# Vertical cabinet smoker



## porker (Jun 4, 2007)

I want to convert this cabinet into a smoker, I'm open to any suggestions that anyone has. I'm not sure exactly what I need to do. I also have an air tank (18" around and 26" long that could possibly be used for an offset. Do I need baffles, water bowl, what size smokestack, etc. Too much information is making my head spin 
	

	
	
		
		



		
			






, I'm putting myself in the forum's capable hands.

Thanks, 
Jay


----------



## cheech (Jun 4, 2007)

What type of smoker do you want?

Gas, electric, wood, charcoal?

Is that front pane made out of plastic?

Are there any other holes in it besides the vent fan?


----------



## porker (Jun 5, 2007)

I'm thinking, gas burner on bottom, similar to a Grillware vertical, but with the option for logs/lump/charcoal also.
The front pane is going bye bye, I'll cover the hole with sheet metal.
The fan hole is the only one, but I think it's too low for a stack (right?)
The panel for under the computer monitor has 1" holes about 4" apart.

I think that's all.


Thanks,
Jay


----------



## deejaydebi (Jun 7, 2007)

That's a nice cabinet Porker - you sure you want to use it for a smoker?


----------



## porker (Jun 7, 2007)

Yeah, the one I have is rusty, I need to get a picture of it posted up.

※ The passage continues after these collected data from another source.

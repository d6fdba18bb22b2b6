//! # Inference Projector
//!
//! Runs a [`SequenceModel`] over tokenized sentences and maps the subword
//! predictions back to one tag per original word.
//!
//! ```text
//! words ──▶ create_test_samples ──▶ InferenceDataset ──▶ DataLoader
//!                                                          │
//!   WordPrediction ◀── project_to_words ◀── idx2tag ◀── argmax(logits)
//! ```

pub mod tags;

pub use tags::{extract_entities, Entity};

use std::sync::Arc;

use candle_core::{Device, D};
use serde::{Deserialize, Serialize};
use tracing::{debug, info};

use crate::config::PipelineConfig;
use crate::dataset::{Batch, DataLoader, Dataset, InferenceDataset};
use crate::error::{Result, TagpieceError};
use crate::model::SequenceModel;
use crate::preprocess::{SubwordAligner, BOUNDARY_FLAG};
use crate::tokenizer::SubwordTokenizer;

/// Tag used for words that fell beyond the truncation point.
const OUTSIDE_TAG: &str = "O";

/// Word-level prediction for one sentence.
#[derive(Debug, Clone, PartialEq, Eq, Serialize, Deserialize)]
pub struct WordPrediction {
    pub words: Vec<String>,
    pub tags: Vec<String>,
    pub entities: Vec<Entity>,
}

/// Model plus tokenizer, configured for one sequence length.
pub struct Inference<M, T> {
    model: M,
    tokenizer: Arc<T>,
    aligner: SubwordAligner,
    max_length: usize,
    batch_size: usize,
    device: Device,
}

impl<M: SequenceModel, T: SubwordTokenizer> Inference<M, T> {
    pub fn new(
        model: M,
        tokenizer: Arc<T>,
        config: &PipelineConfig,
        device: Device,
    ) -> Result<Self> {
        config.validate()?;
        Ok(Self {
            model,
            tokenizer,
            aligner: SubwordAligner::new(config.label_mode)
                .with_empty_word_policy(config.empty_word_policy),
            max_length: config.max_length,
            batch_size: config.batch_size,
            device,
        })
    }

    pub fn model(&self) -> &M {
        &self.model
    }

    pub fn tokenizer(&self) -> &T {
        &self.tokenizer
    }

    /// Encode one sentence as a batch of one.
    pub fn tokenize_sentence(&self, words: &[String], max_length: usize) -> Result<Batch> {
        let (sentences, checks) = self
            .aligner
            .create_test_samples(std::slice::from_ref(&words.to_vec()), self.tokenizer.as_ref())?;
        let dataset =
            InferenceDataset::new(sentences, checks, Arc::clone(&self.tokenizer), max_length)?;
        Batch::collate(&[dataset.get(0)?], &self.device)
    }

    /// Arg-max tag index at every position of every sample.
    pub fn predict(&self, batch: &Batch) -> Result<Vec<Vec<u32>>> {
        let logits = self.model.forward(&batch.input_ids, &batch.attention_mask)?;
        let predicted = logits.argmax(D::Minus1)?.to_vec2::<u32>()?;
        Ok(predicted)
    }

    /// Map predicted indices to tag strings for every sample.
    pub fn convert_ids_to_entities(&self, predicted: &[Vec<u32>]) -> Result<Vec<Vec<String>>> {
        let idx2tag = self.model.idx2tag();
        predicted
            .iter()
            .map(|sample| {
                sample
                    .iter()
                    .map(|&idx| {
                        idx2tag
                            .get(idx as usize)
                            .cloned()
                            .ok_or(TagpieceError::UnknownTagIndex(idx))
                    })
                    .collect()
            })
            .collect()
    }

    /// Token strings of each sample's input ids.
    pub fn convert_token_id_to_token(&self, batch: &Batch) -> Result<Vec<Vec<String>>> {
        let ids = batch.input_ids.to_vec2::<u32>()?;
        Ok(ids
            .iter()
            .map(|sample| self.tokenizer.convert_ids_to_tokens(sample))
            .collect())
    }

    /// Tag whole sentences and project the results to word level.
    ///
    /// Words cut off by truncation are tagged `O`.
    pub fn predict_words(&self, sentences: &[Vec<String>]) -> Result<Vec<WordPrediction>> {
        let boundary_id = self.tokenizer.token_to_id(BOUNDARY_FLAG).ok_or_else(|| {
            TagpieceError::Tokenizer(format!(
                "boundary flag {BOUNDARY_FLAG:?} is not in the vocabulary"
            ))
        })?;

        let (subwords, checks) = self
            .aligner
            .create_test_samples(sentences, self.tokenizer.as_ref())?;
        let dataset = InferenceDataset::new(
            subwords,
            checks,
            Arc::clone(&self.tokenizer),
            self.max_length,
        )?;
        let loader = DataLoader::new(Arc::new(dataset), self.batch_size, self.device.clone())?;

        let mut predictions = Vec::with_capacity(sentences.len());
        let mut words_iter = sentences.iter();
        for batch in loader.iter(0) {
            let batch = batch?;
            let tags = self.convert_ids_to_entities(&self.predict(&batch)?)?;
            let check_ids = match &batch.subtoken_check {
                Some(check) => check.to_vec2::<u32>()?,
                None => {
                    return Err(TagpieceError::Validation(
                        "inference batch has no boundary mask".into(),
                    ))
                }
            };

            for (sample_tags, sample_checks) in tags.iter().zip(&check_ids) {
                let words = words_iter.next().ok_or_else(|| {
                    TagpieceError::Validation("more predictions than input sentences".into())
                })?;
                let mut word_tags = project_to_words(sample_tags, sample_checks, boundary_id);
                if word_tags.len() < words.len() {
                    debug!(
                        words = words.len(),
                        tagged = word_tags.len(),
                        "sentence truncated, tagging the rest as outside"
                    );
                }
                word_tags.resize(words.len(), OUTSIDE_TAG.to_string());

                predictions.push(WordPrediction {
                    entities: extract_entities(words.as_slice(), word_tags.as_slice()),
                    words: words.clone(),
                    tags: word_tags,
                });
            }
        }

        info!(sentences = predictions.len(), "tagged sentences");
        Ok(predictions)
    }
}

/// Keep the tags at word-initial positions.
///
/// `subtoken_check` holds the encoded boundary mask for the same sample;
/// a position is word-initial when its id equals `boundary_id`.
pub fn project_to_words(tags: &[String], subtoken_check: &[u32], boundary_id: u32) -> Vec<String> {
    tags.iter()
        .zip(subtoken_check)
        .filter(|&(_, &check)| check == boundary_id)
        .map(|(tag, _)| tag.clone())
        .collect()
}
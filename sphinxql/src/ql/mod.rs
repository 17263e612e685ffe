// Copyright 2025 StrongDM Inc
// SPDX-License-Identifier: Apache-2.0

//! SphinxQL expression AST and statement writer.
//!
//! Querysets accumulate an [`Expr`] predicate, a [`Match`] clause, and
//! [`SortKey`]s; the writer renders them into the statement searchd
//! understands:
//!
//! ```text
//! SELECT * FROM document_index
//!     WHERE MATCH('hello') AND number > 2 AND number IN (2, 4, 6)
//!     ORDER BY number ASC, WEIGHT() DESC
//!     LIMIT 0, 1000
//! ```
//!
//! # Operators
//!
//! | Operator | Meaning | Rendered |
//! |----------|---------|----------|
//! | `eq` | Exact match | `number = 2` |
//! | `neq` | Not equal | `number != 2` |
//! | `gt`, `gte`, `lt`, `lte` | Range | `number > 2` |
//! | `in_list` | List membership | `number IN (2, 4, 6)` |
//! | `between` | Inclusive range | `number BETWEEN 1 AND 3` |
//! | `and`, `or`, `not` | Boolean combination | `(a AND b)` |
//!
//! The `MATCH(...)` clause always precedes attribute predicates; searchd
//! rejects statements with the clauses in any other order.

pub mod ast;
pub mod writer;

pub use ast::{col, Expr, Match, Operator, SortKey, SortOrder};
pub use writer::{escape_match, SelectStatement};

It'll definitely make a better smoker than a computer cabinet.
	

	
	
		
		



		
		
	


	





Later,
Jay


----------



## cheech (Jun 7, 2007)

Thoughts from Cheech:

Lean towards the gas (Logs would heat up too much and the metal is not thick enough)

If you plug the holes you can have a pretty interesting smoker


----------



## porker (Jun 8, 2007)

I thought so, I thought of double walling the whole thing and lining the lower part with fire bricks.


----------